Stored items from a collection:
○ ○ ○ ○
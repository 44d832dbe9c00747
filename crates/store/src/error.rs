// Copyright (C) 2026 Fred Clausen
// Use of this source code is governed by an MIT-style
// license that can be found in the LICENSE file or at
// https://opensource.org/licenses/MIT.

use crewboard_domain::DomainError;
use thiserror::Error;

/// Errors that can occur during store operations.
#[derive(Debug, Error)]
pub enum StoreError {
    /// The requested scheduled job does not exist.
    #[error("Scheduled job not found: {scheduled_job_id}")]
    NotFound { scheduled_job_id: i64 },

    /// The store rejected the operation.
    #[error("Store rejected the operation: {0}")]
    Rejected(String),

    /// The store could not be reached.
    #[error("Store unreachable: {0}")]
    Unreachable(String),

    /// A stored record could not be encoded or decoded.
    #[error("Record codec error: {0}")]
    Codec(#[from] serde_json::Error),

    /// A stored record violated a domain rule on the way back in.
    #[error("Stored record is invalid: {0}")]
    Invalid(#[from] DomainError),
}
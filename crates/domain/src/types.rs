// Copyright (C) 2026 Fred Clausen
// Use of this source code is governed by an MIT-style
// license that can be found in the LICENSE file or at
// https://opensource.org/licenses/MIT.

//! Canonical scheduling domain model.
//!
//! ## Invariants
//!
//! - A `ScheduledDate` always carries at least one operator assignment;
//!   an unassigned date holds the single sentinel `{type: NONE}` entry.
//! - An `IdentifierSet` is never empty, and `NONE` never coexists with a
//!   real tag.
//! - A `ScheduledJob` holds at most one `ScheduledDate` per calendar day.
//! - Dates are day-granular (`time::Date`); richer time values are
//!   truncated at the boundary before they reach these types.

use crate::error::DomainError;
use serde::{Deserialize, Serialize};
use time::Date;

time::serde::format_description!(calendar_day, Date, "[year]-[month]-[day]");

/// Represents a job that can be placed on the board.
///
/// Jobs are owned by the external job-management collaborator.
/// The scheduling core references them and never mutates them.
#[derive(Debug, Clone, PartialEq, Eq, Serialize, Deserialize)]
pub struct Job {
    /// The job's canonical numeric identifier.
    pub id: i64,
    /// The job's display name.
    #[serde(rename = "jobName")]
    pub name: String,
    /// Optional job number.
    #[serde(rename = "jobNum")]
    pub number: Option<String>,
    /// Whether the job is active and eligible for scheduling.
    pub active: bool,
}

impl Job {
    /// Creates a new `Job`.
    #[must_use]
    pub const fn new(id: i64, name: String, number: Option<String>, active: bool) -> Self {
        Self {
            id,
            name,
            number,
            active,
        }
    }
}

/// Represents an equipment-operator type.
///
/// Operator types are fixed domain constants.
#[derive(Debug, Clone, Copy, PartialEq, Eq, Hash, Serialize, Deserialize, Default)]
#[serde(rename_all = "SCREAMING_SNAKE_CASE")]
pub enum OperatorType {
    /// No operator assigned (sentinel).
    #[default]
    None,
    /// Full-size equipment operator.
    Full,
    /// Bobcat operator.
    Bobcat,
    /// Dozer operator.
    Dozer,
}

impl OperatorType {
    /// Parses an operator type from its wire string.
    ///
    /// # Errors
    ///
    /// Returns an error if the string does not match a valid operator type.
    pub fn parse(s: &str) -> Result<Self, DomainError> {
        match s {
            "NONE" => Ok(Self::None),
            "FULL" => Ok(Self::Full),
            "BOBCAT" => Ok(Self::Bobcat),
            "DOZER" => Ok(Self::Dozer),
            _ => Err(DomainError::InvalidOperatorType(s.to_string())),
        }
    }

    /// Returns the wire string representation of this operator type.
    #[must_use]
    pub const fn as_str(&self) -> &'static str {
        match self {
            Self::None => "NONE",
            Self::Full => "FULL",
            Self::Bobcat => "BOBCAT",
            Self::Dozer => "DOZER",
        }
    }
}

/// Represents a categorical identifier tag on a scheduled date.
///
/// Tags modify billing/scheduling treatment of the date.
#[derive(Debug, Clone, Copy, PartialEq, Eq, Hash, Serialize, Deserialize, Default)]
#[serde(rename_all = "SCREAMING_SNAKE_CASE")]
pub enum OtherIdentifier {
    /// No identifier (sentinel, mutually exclusive with real tags).
    #[default]
    None,
    /// Time-and-materials billing.
    TimeAndMaterials,
    /// Ten-day notice.
    TenDay,
    /// Grinding work.
    Grinding,
}

impl OtherIdentifier {
    /// Parses an identifier tag from its wire string.
    ///
    /// # Errors
    ///
    /// Returns an error if the string does not match a valid tag.
    pub fn parse(s: &str) -> Result<Self, DomainError> {
        match s {
            "NONE" => Ok(Self::None),
            "TIME_AND_MATERIALS" => Ok(Self::TimeAndMaterials),
            "TEN_DAY" => Ok(Self::TenDay),
            "GRINDING" => Ok(Self::Grinding),
            _ => Err(DomainError::InvalidIdentifier(s.to_string())),
        }
    }

    /// Returns the wire string representation of this tag.
    #[must_use]
    pub const fn as_str(&self) -> &'static str {
        match self {
            Self::None => "NONE",
            Self::TimeAndMaterials => "TIME_AND_MATERIALS",
            Self::TenDay => "TEN_DAY",
            Self::Grinding => "GRINDING",
        }
    }
}

/// Represents an equipment-operator requirement for a scheduled date.
///
/// `count` is only meaningful when the type is not `NONE`; a count on a
/// `NONE` assignment is tolerated but ignored by display logic.
#[derive(Debug, Clone, Copy, PartialEq, Eq, Serialize)]
pub struct OperatorAssignment {
    /// The operator type.
    #[serde(rename = "type")]
    operator_type: OperatorType,
    /// Optional operator headcount (positive).
    count: Option<u32>,
}

impl OperatorAssignment {
    /// Creates the sentinel unassigned entry.
    #[must_use]
    pub const fn none() -> Self {
        Self {
            operator_type: OperatorType::None,
            count: None,
        }
    }

    /// Creates a new `OperatorAssignment`.
    ///
    /// # Errors
    ///
    /// Returns an error if a count is present but zero.
    pub const fn new(operator_type: OperatorType, count: Option<u32>) -> Result<Self, DomainError> {
        if let Some(0) = count {
            return Err(DomainError::InvalidOperatorCount { value: 0 });
        }
        Ok(Self {
            operator_type,
            count,
        })
    }

    /// Returns the operator type.
    #[must_use]
    pub const fn operator_type(&self) -> OperatorType {
        self.operator_type
    }

    /// Returns the operator headcount if set.
    #[must_use]
    pub const fn count(&self) -> Option<u32> {
        self.count
    }

    /// Returns whether this assignment names a real operator.
    #[must_use]
    pub fn is_active(&self) -> bool {
        self.operator_type != OperatorType::None
    }
}

/// Represents the set of identifier tags on a scheduled date.
///
/// The set is ordered (stable for rendering), duplicate-free, and never
/// empty: adding a real tag removes `NONE`, and removing the last real
/// tag restores `NONE`.
#[derive(Debug, Clone, PartialEq, Eq, Serialize)]
#[serde(transparent)]
pub struct IdentifierSet {
    tags: Vec<OtherIdentifier>,
}

impl IdentifierSet {
    /// Creates the sentinel-only set `[NONE]`.
    #[must_use]
    pub fn new() -> Self {
        Self {
            tags: vec![OtherIdentifier::None],
        }
    }

    /// Builds a set from raw tags, applying the mutual-exclusion rule.
    ///
    /// Duplicates are dropped, first occurrence wins for ordering, and a
    /// `NONE` in the input is ignored unless it stands alone.
    #[must_use]
    pub fn from_tags(tags: impl IntoIterator<Item = OtherIdentifier>) -> Self {
        let mut set: Self = Self::new();
        for tag in tags {
            set.insert(tag);
        }
        set
    }

    /// Adds a real tag to the set, displacing the `NONE` sentinel.
    ///
    /// Inserting `NONE` is a no-op: the sentinel is managed internally.
    pub fn insert(&mut self, tag: OtherIdentifier) {
        if tag == OtherIdentifier::None {
            return;
        }
        self.tags.retain(|t| *t != OtherIdentifier::None);
        if !self.tags.contains(&tag) {
            self.tags.push(tag);
        }
    }

    /// Removes a real tag; restores `NONE` when the set would be empty.
    ///
    /// Removing `NONE` is a no-op.
    pub fn remove(&mut self, tag: OtherIdentifier) {
        if tag == OtherIdentifier::None {
            return;
        }
        self.tags.retain(|t| *t != tag);
        if self.tags.is_empty() {
            self.tags.push(OtherIdentifier::None);
        }
    }

    /// Toggles a real tag on or off.
    pub fn toggle(&mut self, tag: OtherIdentifier) {
        if self.contains(tag) {
            self.remove(tag);
        } else {
            self.insert(tag);
        }
    }

    /// Checks whether the set contains a tag.
    #[must_use]
    pub fn contains(&self, tag: OtherIdentifier) -> bool {
        self.tags.contains(&tag)
    }

    /// Returns the tags in stable rendering order.
    #[must_use]
    pub fn tags(&self) -> &[OtherIdentifier] {
        &self.tags
    }

    /// Returns whether the set holds only the `NONE` sentinel.
    #[must_use]
    pub fn is_none_only(&self) -> bool {
        self.tags == [OtherIdentifier::None]
    }
}

impl Default for IdentifierSet {
    fn default() -> Self {
        Self::new()
    }
}

/// Represents one calendar day's schedule entry for a job.
#[derive(Debug, Clone, PartialEq, Eq, Serialize)]
#[serde(rename_all = "camelCase")]
pub struct ScheduledDate {
    /// The calendar day (day granularity).
    #[serde(with = "calendar_day")]
    date: Date,
    /// Optional crew size (non-negative; zero is valid and distinct
    /// from absent).
    crew_size: Option<u32>,
    /// Operator assignments; never empty.
    operator: Vec<OperatorAssignment>,
    /// Identifier tags; never empty.
    other_identifier: IdentifierSet,
}

impl ScheduledDate {
    /// Creates a new `ScheduledDate`.
    ///
    /// An empty operator list is upgraded to the canonical single-entry
    /// sentinel form.
    #[must_use]
    pub fn new(
        date: Date,
        crew_size: Option<u32>,
        operator: Vec<OperatorAssignment>,
        other_identifier: IdentifierSet,
    ) -> Self {
        let operator: Vec<OperatorAssignment> = if operator.is_empty() {
            vec![OperatorAssignment::none()]
        } else {
            operator
        };
        Self {
            date,
            crew_size,
            operator,
            other_identifier,
        }
    }

    /// Returns the calendar day.
    #[must_use]
    pub const fn date(&self) -> Date {
        self.date
    }

    /// Returns the crew size if set.
    #[must_use]
    pub const fn crew_size(&self) -> Option<u32> {
        self.crew_size
    }

    /// Returns the operator assignments.
    #[must_use]
    pub fn operators(&self) -> &[OperatorAssignment] {
        &self.operator
    }

    /// Returns the identifier tags.
    #[must_use]
    pub const fn identifiers(&self) -> &IdentifierSet {
        &self.other_identifier
    }

    /// Returns whether any assignment names a real operator.
    #[must_use]
    pub fn has_active_operator(&self) -> bool {
        self.operator.iter().any(OperatorAssignment::is_active)
    }
}

/// Represents a job plus the full set of its scheduled dates.
///
/// The aggregate is replaced wholesale on mutation; it is never merged
/// entry by entry.
#[derive(Debug, Clone, PartialEq, Eq, Serialize)]
#[serde(rename_all = "camelCase")]
pub struct ScheduledJob {
    /// The aggregate's canonical identifier assigned by the store.
    id: i64,
    /// The job this schedule belongs to.
    job: Job,
    /// The scheduled dates, ascending, at most one per calendar day.
    dates: Vec<ScheduledDate>,
}

impl ScheduledJob {
    /// Creates a new `ScheduledJob`.
    ///
    /// Dates are sorted ascending by calendar day.
    ///
    /// # Errors
    ///
    /// Returns an error if two entries share the same calendar day.
    /// Duplicate days are a caller error, never silently merged.
    pub fn new(id: i64, job: Job, mut dates: Vec<ScheduledDate>) -> Result<Self, DomainError> {
        dates.sort_by_key(ScheduledDate::date);
        for pair in dates.windows(2) {
            if pair[0].date() == pair[1].date() {
                return Err(DomainError::DuplicateScheduledDate {
                    date: pair[0].date(),
                });
            }
        }
        Ok(Self { id, job, dates })
    }

    /// Returns the aggregate identifier.
    #[must_use]
    pub const fn id(&self) -> i64 {
        self.id
    }

    /// Returns the job reference.
    #[must_use]
    pub const fn job(&self) -> &Job {
        &self.job
    }

    /// Returns the job's identifier.
    #[must_use]
    pub const fn job_id(&self) -> i64 {
        self.job.id
    }

    /// Returns the scheduled dates in ascending order.
    #[must_use]
    pub fn dates(&self) -> &[ScheduledDate] {
        &self.dates
    }
}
○ ○ ○ ○
§ **About this exercise**
As the answer, set down only the lines from the data above between the one holding "by calendar day." and the one holding "for pair in", inclusive, exactly as they read.

§ **Exercise solution**
    /// Dates are sorted ascending by calendar day.
    ///
    /// # Errors
    ///
    /// Returns an error if two entries share the same calendar day.
    /// Duplicate days are a caller error, never silently merged.
    pub fn new(id: i64, job: Job, mut dates: Vec<ScheduledDate>) -> Result<Self, DomainError> {
        dates.sort_by_key(ScheduledDate::date);
        for pair in dates.windows(2) {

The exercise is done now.